Jay continues to share several other areas of focus for the next 12 to 18 months. “PPA is implementing its Future-Proofing of Gateway Ports strategy through the upgrade of the ports of Iloilo, General Santos, Cagayan de Oro and Zamboanga for container operations as well as the certification for best practices in areas like quality management systems, as well as port safety, health, and environmental management.
“PPA is constantly increasing the productivity of Ro-Ro operations, container operations at the major ports and mechanised breakbulk operations of baseports. Privatisation of passenger terminal buildings is also ongoing in Dumaguete, Larena, Tubigon, Legazpi, Benoni, Talibon, Tagbilaran, Calatagan and Manguino-o.
“In terms of safety, PPA is installing vessel traffic monitoring systems [VTMS], as well as ship automatic identification systems [AIS], in ports to promote safe navigation. The VTMS is being installed in Roxas-Oriental Mindoro, Iloilo, Davao and Zamboanga while the AIS will be installed in Puerto Princesa, Ormoc, Cagayan de Oro, Iligan and General Santos.

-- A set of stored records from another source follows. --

//! Pass-scoped memo of probed image dimensions.
//!
//! Each `src` is probed at most once per generation pass: the first lookup
//! records either the dimensions or a failure sentinel, and every later
//! lookup reuses that entry. Call [`DimensionStore::reset`] when a new pass
//! starts.

extern crate alloc;

use alloc::string::{String, ToString};
use std::collections::HashMap;
use std::sync::{Arc, Mutex, PoisonError};

use crate::error::ProbeError;

/// Cached probe result for one `src`.
#[derive(Clone, Copy, Debug, PartialEq, Eq, Hash)]
pub enum CachedSize {
    /// Intrinsic pixel size.
    Known {
        /// Width in pixels.
        width: u32,
        /// Height in pixels.
        height: u32,
    },
    /// The probe failed; do not retry within this pass.
    Failed,
}

impl CachedSize {
    /// Width and height when both are known and non-zero.
    pub fn usable(self) -> Option<(u32, u32)> {
        match self {
            Self::Known { width, height } if width > 0 && height > 0 => Some((width, height)),
            _ => None,
        }
    }
}

/// Lookup-or-populate storage for probed dimensions.
pub trait DimensionStore {
    /// Cached entry for `src`, running `probe` only when none exists yet.
    fn get_or_probe<F>(&mut self, src: &str, probe: F) -> CachedSize
    where
        F: FnOnce() -> Result<(u32, u32), ProbeError>;

    /// Drop every entry at the start of a pass.
    fn reset(&mut self);

    /// Number of cached entries.
    fn len(&self) -> usize;

    /// True when nothing is cached.
    fn is_empty(&self) -> bool {
        self.len() == 0
    }
}

fn probe_entry<F>(src: &str, probe: F) -> CachedSize
where
    F: FnOnce() -> Result<(u32, u32), ProbeError>,
{
    match probe() {
        Ok((width, height)) => {
            log::debug!("Image [{}] is {}x{}", src, width, height);
            CachedSize::Known { width, height }
        }
        Err(err) => {
            log::warn!("Unable to process image [{}]: {}", src, err);
            CachedSize::Failed
        }
    }
}

/// Single-threaded cache owned by one rewriter.
#[derive(Clone, Debug, Default, PartialEq, Eq)]
pub struct DimensionCache {
    entries: HashMap<String, CachedSize>,
}

impl DimensionCache {
    /// Empty cache.
    pub fn new() -> Self {
        Self::default()
    }

    /// Entry for `src` without probing.
    pub fn get(&self, src: &str) -> Option<CachedSize> {
        self.entries.get(src).copied()
    }
}

impl DimensionStore for DimensionCache {
    fn get_or_probe<F>(&mut self, src: &str, probe: F) -> CachedSize
    where
        F: FnOnce() -> Result<(u32, u32), ProbeError>,
    {
        if let Some(hit) = self.entries.get(src) {
            return *hit;
        }
        let entry = probe_entry(src, probe);
        self.entries.insert(src.to_string(), entry);
        entry
    }

    fn reset(&mut self) {
        self.entries.clear();
    }

    fn len(&self) -> usize {
        self.entries.len()
    }
}

/// Cache shared between workers rewriting pages in parallel.
///
/// Clones share one map. The lock is held across lookup and probe, so two
/// workers racing on the same `src` still probe it once.
#[derive(Clone, Debug, Default)]
pub struct SharedDimensionCache {
    inner: Arc<Mutex<DimensionCache>>,
}

impl SharedDimensionCache {
    /// Empty shared cache.
    pub fn new() -> Self {
        Self::default()
    }

    /// Entry for `src` without probing.
    pub fn get(&self, src: &str) -> Option<CachedSize> {
        self.inner
            .lock()
            .unwrap_or_else(PoisonError::into_inner)
            .get(src)
    }
}

impl DimensionStore for SharedDimensionCache {
    fn get_or_probe<F>(&mut self, src: &str, probe: F) -> CachedSize
    where
        F: FnOnce() -> Result<(u32, u32), ProbeError>,
    {
        self.inner
            .lock()
            .unwrap_or_else(PoisonError::into_inner)
            .get_or_probe(src, probe)
    }

    fn reset(&mut self) {
        self.inner
            .lock()
            .unwrap_or_else(PoisonError::into_inner)
            .reset();
    }

    fn len(&self) -> usize {
        self.inner
            .lock()
            .unwrap_or_else(PoisonError::into_inner)
            .len()
    }
}

#[cfg(test)]
mod tests {
    use super::*;
    use std::sync::atomic::{AtomicUsize, Ordering};
    use std::thread;

    #[test]
    fn probes_each_src_once_per_pass() {
        let mut cache = DimensionCache::new();
        let mut calls = 0;
        for _ in 0..3 {
            let size = cache.get_or_probe("a.png", || {
                calls += 1;
                Ok((200, 50))
            });
            assert_eq!(size, CachedSize::Known { width: 200, height: 50 });
        }
        assert_eq!(calls, 1);
        cache.reset();
        assert!(cache.is_empty());
        cache.get_or_probe("a.png", || {
            calls += 1;
            Ok((200, 50))
        });
        assert_eq!(calls, 2);
    }

    #[test]
    fn failures_are_cached_as_sentinel() {
        let mut cache = DimensionCache::new();
        let first = cache.get_or_probe("broken.png", || {
            Err(ProbeError::new("PROBE_UNKNOWN_FORMAT", "not an image"))
        });
        assert_eq!(first, CachedSize::Failed);
        let second = cache.get_or_probe("broken.png", || {
            panic!("failed entries must not be re-probed")
        });
        assert_eq!(second, CachedSize::Failed);
        assert_eq!(cache.get("broken.png"), Some(CachedSize::Failed));
    }

    #[test]
    fn degenerate_sizes_are_not_usable() {
        assert_eq!(CachedSize::Known { width: 0, height: 10 }.usable(), None);
        assert_eq!(CachedSize::Known { width: 10, height: 0 }.usable(), None);
        assert_eq!(CachedSize::Failed.usable(), None);
        assert_eq!(
            CachedSize::Known { width: 3, height: 4 }.usable(),
            Some((3, 4))
        );
    }

    #[test]
    fn shared_cache_probes_once_across_threads() {
        let cache = SharedDimensionCache::new();
        let calls = Arc::new(AtomicUsize::new(0));
        let workers: Vec<_> = (0..8)
            .map(|_| {
                let mut cache = cache.clone();
                let calls = Arc::clone(&calls);
                thread::spawn(move || {
                    cache.get_or_probe("shared.png", || {
                        calls.fetch_add(1, Ordering::SeqCst);
                        Ok((64, 32))
                    })
                })
            })
            .collect();
        for worker in workers {
            let size = worker.join().expect("worker should not panic");
            assert_eq!(size, CachedSize::Known { width: 64, height: 32 });
        }
        assert_eq!(calls.load(Ordering::SeqCst), 1);
        assert_eq!(cache.len(), 1);
    }
}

“In terms of personnel capacity building, PPA has allocated about PHP1 billion for a 10-year program to upgrade the knowledge of port personnel to meet global standards, including post-graduate studies at the World Maritime University in Maritime Affairs and a training program in Modern Port Management under the auspices of the United Nations Conference on Trade and Development.
“For its social responsibility and good governance initiatives, PPA continues to support the government’s Anti-Human Trafficking Program through the operation of halfway houses in selected ports, as well as other gender and development projects.” Finally, the agency also continues to advocate ‘green’ technology through the use of solar/renewable lighting systems, waste recycling and compliance with environmental regulations in port development and operations.